(Entries taken from a collection)
□ □ □ □ □
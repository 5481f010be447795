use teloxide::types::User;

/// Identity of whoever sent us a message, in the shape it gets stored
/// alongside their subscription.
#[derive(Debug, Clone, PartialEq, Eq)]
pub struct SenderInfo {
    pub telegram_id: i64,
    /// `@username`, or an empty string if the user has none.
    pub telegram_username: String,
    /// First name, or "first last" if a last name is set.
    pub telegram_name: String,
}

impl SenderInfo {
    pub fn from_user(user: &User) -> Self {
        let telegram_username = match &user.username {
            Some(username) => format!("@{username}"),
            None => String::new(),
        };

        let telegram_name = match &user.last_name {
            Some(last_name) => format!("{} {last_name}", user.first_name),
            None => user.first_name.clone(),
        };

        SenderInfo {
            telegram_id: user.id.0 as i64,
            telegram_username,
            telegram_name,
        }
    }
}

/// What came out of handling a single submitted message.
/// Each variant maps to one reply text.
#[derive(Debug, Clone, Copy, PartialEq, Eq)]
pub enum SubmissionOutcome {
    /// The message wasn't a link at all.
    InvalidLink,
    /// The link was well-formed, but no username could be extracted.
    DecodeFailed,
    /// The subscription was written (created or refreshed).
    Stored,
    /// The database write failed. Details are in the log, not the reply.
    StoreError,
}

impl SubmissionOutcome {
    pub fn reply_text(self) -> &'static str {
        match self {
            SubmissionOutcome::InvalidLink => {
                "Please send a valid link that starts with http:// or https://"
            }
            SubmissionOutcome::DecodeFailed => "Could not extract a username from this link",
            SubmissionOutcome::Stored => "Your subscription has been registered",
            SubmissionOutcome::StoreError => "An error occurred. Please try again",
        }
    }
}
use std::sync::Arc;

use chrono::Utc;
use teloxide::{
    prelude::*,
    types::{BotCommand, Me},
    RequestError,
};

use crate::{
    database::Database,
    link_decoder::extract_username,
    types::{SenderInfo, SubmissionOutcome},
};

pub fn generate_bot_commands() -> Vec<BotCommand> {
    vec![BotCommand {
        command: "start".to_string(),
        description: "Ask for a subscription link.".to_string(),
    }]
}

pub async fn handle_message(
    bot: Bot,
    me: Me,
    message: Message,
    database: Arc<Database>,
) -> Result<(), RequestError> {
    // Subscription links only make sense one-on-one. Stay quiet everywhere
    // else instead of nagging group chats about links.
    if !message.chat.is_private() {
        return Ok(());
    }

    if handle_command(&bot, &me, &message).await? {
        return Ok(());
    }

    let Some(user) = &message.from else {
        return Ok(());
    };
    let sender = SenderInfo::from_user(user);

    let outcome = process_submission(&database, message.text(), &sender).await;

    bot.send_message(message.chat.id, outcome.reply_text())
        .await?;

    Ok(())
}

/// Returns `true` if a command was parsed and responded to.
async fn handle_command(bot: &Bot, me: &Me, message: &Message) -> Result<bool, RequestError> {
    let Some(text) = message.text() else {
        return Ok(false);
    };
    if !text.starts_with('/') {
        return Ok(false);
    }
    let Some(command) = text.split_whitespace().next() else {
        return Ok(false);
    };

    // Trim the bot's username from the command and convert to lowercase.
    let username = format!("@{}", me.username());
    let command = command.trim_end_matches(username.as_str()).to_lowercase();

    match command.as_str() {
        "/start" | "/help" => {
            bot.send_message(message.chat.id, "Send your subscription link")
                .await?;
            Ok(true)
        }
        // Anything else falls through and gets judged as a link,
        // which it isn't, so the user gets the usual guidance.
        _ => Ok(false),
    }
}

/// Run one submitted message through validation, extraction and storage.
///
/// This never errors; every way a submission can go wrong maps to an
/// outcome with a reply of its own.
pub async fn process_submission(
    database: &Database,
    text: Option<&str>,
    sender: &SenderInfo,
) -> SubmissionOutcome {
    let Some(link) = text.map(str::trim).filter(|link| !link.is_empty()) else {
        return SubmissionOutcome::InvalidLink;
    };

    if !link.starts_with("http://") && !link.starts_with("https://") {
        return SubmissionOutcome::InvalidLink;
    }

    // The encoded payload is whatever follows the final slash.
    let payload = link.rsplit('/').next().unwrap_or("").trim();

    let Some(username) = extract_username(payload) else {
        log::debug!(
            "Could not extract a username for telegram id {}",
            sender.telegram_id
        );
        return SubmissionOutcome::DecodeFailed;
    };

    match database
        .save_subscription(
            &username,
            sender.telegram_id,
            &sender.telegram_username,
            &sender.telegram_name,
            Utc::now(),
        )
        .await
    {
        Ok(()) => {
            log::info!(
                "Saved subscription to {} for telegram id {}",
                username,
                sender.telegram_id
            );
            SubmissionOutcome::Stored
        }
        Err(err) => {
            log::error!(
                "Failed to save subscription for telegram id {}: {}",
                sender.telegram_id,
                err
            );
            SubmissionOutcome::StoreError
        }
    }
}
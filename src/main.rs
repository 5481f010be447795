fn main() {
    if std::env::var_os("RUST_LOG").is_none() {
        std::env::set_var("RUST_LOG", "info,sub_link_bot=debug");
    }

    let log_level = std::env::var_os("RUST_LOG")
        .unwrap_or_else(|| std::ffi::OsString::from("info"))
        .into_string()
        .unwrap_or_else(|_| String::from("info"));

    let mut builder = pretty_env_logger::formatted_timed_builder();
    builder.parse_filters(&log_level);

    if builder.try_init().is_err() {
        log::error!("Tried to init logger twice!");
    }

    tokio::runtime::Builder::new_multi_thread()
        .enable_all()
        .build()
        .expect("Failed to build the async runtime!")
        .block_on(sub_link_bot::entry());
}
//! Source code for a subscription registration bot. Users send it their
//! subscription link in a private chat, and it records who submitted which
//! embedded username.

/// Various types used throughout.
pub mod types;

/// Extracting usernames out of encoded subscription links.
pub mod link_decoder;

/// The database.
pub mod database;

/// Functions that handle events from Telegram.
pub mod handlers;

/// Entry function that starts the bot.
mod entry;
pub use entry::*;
□ □ □ □ □
EXERCISE: Transcribe only, please, the lines from the first line of the records through the line with "single submitted message.". Both of those lines are included.

EXPECTED ANSWER:
repository 5481f010be447795
use teloxide::types::User;

/// Identity of whoever sent us a message, in the shape it gets stored
/// alongside their subscription.
#[derive(Debug, Clone, PartialEq, Eq)]
pub struct SenderInfo {
    pub telegram_id: i64,
    /// `@username`, or an empty string if the user has none.
    pub telegram_username: String,
    /// First name, or "first last" if a last name is set.
    pub telegram_name: String,
}

impl SenderInfo {
    pub fn from_user(user: &User) -> Self {
        let telegram_username = match &user.username {
            Some(username) => format!("@{username}"),
            None => String::new(),
        };

        let telegram_name = match &user.last_name {
            Some(last_name) => format!("{} {last_name}", user.first_name),
            None => user.first_name.clone(),
        };

        SenderInfo {
            telegram_id: user.id.0 as i64,
            telegram_username,
            telegram_name,
        }
    }
}

/// What came out of handling a single submitted message.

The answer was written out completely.